▸ **TASK ITEM**: Beneath this line are the data; copy exactly the part of them that opens with the line containing "filename src/cli/commands.rs" and closes with the line containing "of every update.", and only that part.

Dataset entries:

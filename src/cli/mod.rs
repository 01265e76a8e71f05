//! CLI module for gatesync.
//!
//! This module provides the command-line interface for validating,
//! diffing and syncing declarative gateway configuration.

mod commands;
mod output;

pub use commands::{Cli, Commands, OutputFormat};
pub use output::OutputFormatter;
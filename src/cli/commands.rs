//! CLI command definitions.
//!
//! This module defines all CLI commands and their arguments using clap.

use clap::{Parser, Subcommand};
use std::path::PathBuf;

/// gatesync - Declarative API gateway configuration sync.
#[derive(Parser, Debug)]
#[command(name = "gatesync")]
#[command(author, version, about, long_about = None)]
#[command(propagate_version = true)]
pub struct Cli {
    /// Declarative configuration files (YAML or JSON).
    #[arg(
        short,
        long = "file",
        global = true,
        env = "GATESYNC_FILE",
        value_delimiter = ',',
        default_value = "gatesync.yaml"
    )]
    pub files: Vec<PathBuf>,

    /// Directory of the file backend.
    #[arg(long, global = true, env = "GATESYNC_BACKEND_DIR", default_value = crate::backend::DEFAULT_BACKEND_DIR)]
    pub backend_dir: PathBuf,

    /// Only manage resources carrying these labels (`key=value`).
    #[arg(long = "label-selector", global = true)]
    pub label_selector: Vec<String>,

    /// Only manage these resource types.
    #[arg(long = "include-resource-type", global = true)]
    pub include_resource_type: Vec<String>,

    /// Never manage these resource types.
    #[arg(long = "exclude-resource-type", global = true)]
    pub exclude_resource_type: Vec<String>,

    /// Enable verbose output.
    #[arg(short, long, global = true)]
    pub verbose: bool,

    /// Output format (text, json).
    #[arg(long, global = true, default_value = "text")]
    pub output: OutputFormat,

    /// Log line format on stderr (text, json).
    #[arg(long, global = true, env = "GATESYNC_LOG_FORMAT", default_value = "text")]
    pub log_format: OutputFormat,

    /// Subcommand to execute.
    #[command(subcommand)]
    pub command: Commands,
}

/// Available CLI commands.
#[derive(Subcommand, Debug)]
pub enum Commands {
    /// Validate the declarative configuration.
    Validate {
        /// Show warnings as well as errors.
        #[arg(short, long)]
        warnings: bool,
    },

    /// Show the changes a sync would apply.
    Diff {
        /// Show the field-level changes of every update.
        #[arg(short, long)]
        detailed: bool,
    },

    /// Apply the declarative configuration to the backend.
    Sync {
        /// Skip confirmation prompt.
        #[arg(short, long)]
        yes: bool,

        /// Keep applying events after one fails.
        #[arg(long)]
        continue_on_error: bool,
    },

    /// Print the configuration stored in the backend.
    Dump,

    /// Check for drift between the configuration and the backend.
    Drift,

    /// Show or replace the backend's default-value table.
    Defaults {
        /// Replace the table with the contents of this file.
        #[arg(long)]
        set: Option<PathBuf>,
    },
}

/// Output format options.
#[derive(Debug, Clone, Copy, Default, PartialEq, Eq, clap::ValueEnum)]
pub enum OutputFormat {
    /// Human-readable text output.
    #[default]
    Text,
    /// JSON output for scripting.
    Json,
}
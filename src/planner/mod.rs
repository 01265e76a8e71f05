//! Reconciliation engine.
//!
//! This module compares a desired configuration with an observed one and
//! produces the ordered change events that make the observed side match.

mod defaults;
mod diff;
mod event;
mod plan;
mod plugins;
mod resource;
mod structural;

pub use defaults::{default_bucket, merge_defaults, merge_into_resource};
pub use diff::{DiffEngine, diff};
pub use event::{EVENT_ORDER, Event, EventChange, EventType, rank, sort_events};
pub use plan::{DiffSummary, KindCounts};
pub use plugins::diff_plugins;
pub use resource::{ChildCollection, KindDescriptor, Naming, ResourceKind};
pub use structural::{ArrayItem, Change, PathSegment, diff_values};
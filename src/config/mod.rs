//! Configuration module for gatesync.
//!
//! This module handles everything about declarative gateway configuration:
//! - The resource tree model and the default-value table
//! - Loading YAML/JSON files with environment substitution and merging
//! - Label and resource-type selection
//! - Validation of desired configurations
//! - Resource identifiers and configuration fingerprints

mod hash;
mod model;
mod parser;
mod validator;

pub use hash::{ConfigHasher, generate_id};
pub use model::{Configuration, DefaultValue, Resource, STREAM_SERVICE_BUCKET};
pub use parser::{
    ConfigLoader, FileFormat, LabelSelector, fill_labels, filter_by_labels, filter_resource_types,
    merge_into, substitute_env,
};
pub use validator::{ConfigValidator, ValidationError, ValidationResult};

▸ **TASK RESULT**:
filename src/cli/commands.rs
//! CLI command definitions.
//!
//! This module defines all CLI commands and their arguments using clap.

use clap::{Parser, Subcommand};
use std::path::PathBuf;

/// gatesync - Declarative API gateway configuration sync.
#[derive(Parser, Debug)]
#[command(name = "gatesync")]
#[command(author, version, about, long_about = None)]
#[command(propagate_version = true)]
pub struct Cli {
    /// Declarative configuration files (YAML or JSON).
    #[arg(
        short,
        long = "file",
        global = true,
        env = "GATESYNC_FILE",
        value_delimiter = ',',
        default_value = "gatesync.yaml"
    )]
    pub files: Vec<PathBuf>,

    /// Directory of the file backend.
    #[arg(long, global = true, env = "GATESYNC_BACKEND_DIR", default_value = crate::backend::DEFAULT_BACKEND_DIR)]
    pub backend_dir: PathBuf,

    /// Only manage resources carrying these labels (`key=value`).
    #[arg(long = "label-selector", global = true)]
    pub label_selector: Vec<String>,

    /// Only manage these resource types.
    #[arg(long = "include-resource-type", global = true)]
    pub include_resource_type: Vec<String>,

    /// Never manage these resource types.
    #[arg(long = "exclude-resource-type", global = true)]
    pub exclude_resource_type: Vec<String>,

    /// Enable verbose output.
    #[arg(short, long, global = true)]
    pub verbose: bool,

    /// Output format (text, json).
    #[arg(long, global = true, default_value = "text")]
    pub output: OutputFormat,

    /// Log line format on stderr (text, json).
    #[arg(long, global = true, env = "GATESYNC_LOG_FORMAT", default_value = "text")]
    pub log_format: OutputFormat,

    /// Subcommand to execute.
    #[command(subcommand)]
    pub command: Commands,
}

/// Available CLI commands.
#[derive(Subcommand, Debug)]
pub enum Commands {
    /// Validate the declarative configuration.
    Validate {
        /// Show warnings as well as errors.
        #[arg(short, long)]
        warnings: bool,
    },

    /// Show the changes a sync would apply.
    Diff {
        /// Show the field-level changes of every update.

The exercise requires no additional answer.